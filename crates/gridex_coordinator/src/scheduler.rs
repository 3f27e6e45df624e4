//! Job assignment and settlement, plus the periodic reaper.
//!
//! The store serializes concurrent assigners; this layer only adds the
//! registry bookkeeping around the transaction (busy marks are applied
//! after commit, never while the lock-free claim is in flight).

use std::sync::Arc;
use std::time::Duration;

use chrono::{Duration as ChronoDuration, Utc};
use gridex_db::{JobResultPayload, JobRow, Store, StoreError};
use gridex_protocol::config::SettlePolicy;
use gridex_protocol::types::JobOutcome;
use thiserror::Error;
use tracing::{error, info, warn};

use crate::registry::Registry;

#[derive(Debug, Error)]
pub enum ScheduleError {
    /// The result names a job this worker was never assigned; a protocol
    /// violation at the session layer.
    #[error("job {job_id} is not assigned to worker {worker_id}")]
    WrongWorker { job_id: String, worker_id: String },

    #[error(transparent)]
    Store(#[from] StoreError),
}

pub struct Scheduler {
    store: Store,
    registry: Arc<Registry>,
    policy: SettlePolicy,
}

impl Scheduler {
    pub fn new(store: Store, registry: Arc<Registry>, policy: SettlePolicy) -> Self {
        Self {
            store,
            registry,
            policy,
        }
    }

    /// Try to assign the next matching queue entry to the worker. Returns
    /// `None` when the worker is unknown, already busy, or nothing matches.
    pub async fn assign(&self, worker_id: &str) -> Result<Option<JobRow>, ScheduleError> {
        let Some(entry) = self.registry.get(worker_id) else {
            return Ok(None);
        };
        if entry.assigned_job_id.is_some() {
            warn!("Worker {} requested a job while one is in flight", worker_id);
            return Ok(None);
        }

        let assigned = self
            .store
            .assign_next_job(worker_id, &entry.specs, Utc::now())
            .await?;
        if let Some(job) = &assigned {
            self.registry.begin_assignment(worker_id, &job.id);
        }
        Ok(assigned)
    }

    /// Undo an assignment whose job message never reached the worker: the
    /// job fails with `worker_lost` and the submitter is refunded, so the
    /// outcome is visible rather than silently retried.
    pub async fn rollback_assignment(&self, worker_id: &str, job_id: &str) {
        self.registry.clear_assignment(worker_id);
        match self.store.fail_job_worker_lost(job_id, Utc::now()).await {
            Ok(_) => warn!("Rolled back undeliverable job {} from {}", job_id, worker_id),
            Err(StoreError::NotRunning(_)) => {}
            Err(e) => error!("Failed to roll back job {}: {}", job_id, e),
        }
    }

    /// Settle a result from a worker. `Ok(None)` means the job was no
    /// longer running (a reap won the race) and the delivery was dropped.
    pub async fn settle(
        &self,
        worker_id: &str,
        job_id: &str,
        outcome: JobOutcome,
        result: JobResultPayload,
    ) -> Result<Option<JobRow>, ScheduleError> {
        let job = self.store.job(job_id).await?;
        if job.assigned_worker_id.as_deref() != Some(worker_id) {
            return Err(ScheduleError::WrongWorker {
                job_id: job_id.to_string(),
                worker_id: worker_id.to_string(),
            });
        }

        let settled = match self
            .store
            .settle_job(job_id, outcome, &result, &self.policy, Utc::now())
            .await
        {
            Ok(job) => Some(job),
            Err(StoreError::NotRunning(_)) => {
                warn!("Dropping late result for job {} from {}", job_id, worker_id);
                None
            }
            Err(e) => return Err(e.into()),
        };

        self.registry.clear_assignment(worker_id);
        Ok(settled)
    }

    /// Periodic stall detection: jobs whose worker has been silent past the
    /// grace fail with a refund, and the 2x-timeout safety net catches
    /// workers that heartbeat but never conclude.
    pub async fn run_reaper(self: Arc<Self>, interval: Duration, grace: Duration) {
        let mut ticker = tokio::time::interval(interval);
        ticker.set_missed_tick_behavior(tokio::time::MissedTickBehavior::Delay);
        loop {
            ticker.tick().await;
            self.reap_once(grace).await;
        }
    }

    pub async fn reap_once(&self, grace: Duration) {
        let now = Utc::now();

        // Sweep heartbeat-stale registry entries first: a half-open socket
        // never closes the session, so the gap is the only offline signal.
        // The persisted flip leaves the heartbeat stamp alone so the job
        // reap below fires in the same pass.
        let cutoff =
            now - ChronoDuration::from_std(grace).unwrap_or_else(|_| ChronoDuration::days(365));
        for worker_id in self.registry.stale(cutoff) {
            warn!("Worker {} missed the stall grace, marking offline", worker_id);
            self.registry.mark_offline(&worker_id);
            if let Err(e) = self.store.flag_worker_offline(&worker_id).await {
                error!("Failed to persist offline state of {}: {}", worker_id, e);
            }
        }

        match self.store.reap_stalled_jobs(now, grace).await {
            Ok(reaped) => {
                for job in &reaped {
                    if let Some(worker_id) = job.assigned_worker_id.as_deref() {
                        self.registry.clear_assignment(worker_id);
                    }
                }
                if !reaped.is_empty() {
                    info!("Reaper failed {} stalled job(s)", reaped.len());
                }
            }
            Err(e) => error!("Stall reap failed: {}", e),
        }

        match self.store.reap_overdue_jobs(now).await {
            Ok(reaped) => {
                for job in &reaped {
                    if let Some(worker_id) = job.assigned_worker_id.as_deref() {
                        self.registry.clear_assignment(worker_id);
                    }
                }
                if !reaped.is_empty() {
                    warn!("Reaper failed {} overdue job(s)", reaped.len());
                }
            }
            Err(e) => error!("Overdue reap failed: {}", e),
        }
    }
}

TASK OBJECTIVE
Within the material above, copy exactly the lines from the line that holds "delivery was dropped." up to and including the line that holds "late result for".

SOLUTION TO THIS PROBLEM
    /// longer running (a reap won the race) and the delivery was dropped.
    pub async fn settle(
        &self,
        worker_id: &str,
        job_id: &str,
        outcome: JobOutcome,
        result: JobResultPayload,
    ) -> Result<Option<JobRow>, ScheduleError> {
        let job = self.store.job(job_id).await?;
        if job.assigned_worker_id.as_deref() != Some(worker_id) {
            return Err(ScheduleError::WrongWorker {
                job_id: job_id.to_string(),
                worker_id: worker_id.to_string(),
            });
        }

        let settled = match self
            .store
            .settle_job(job_id, outcome, &result, &self.policy, Utc::now())
            .await
        {
            Ok(job) => Some(job),
            Err(StoreError::NotRunning(_)) => {
                warn!("Dropping late result for job {} from {}", job_id, worker_id);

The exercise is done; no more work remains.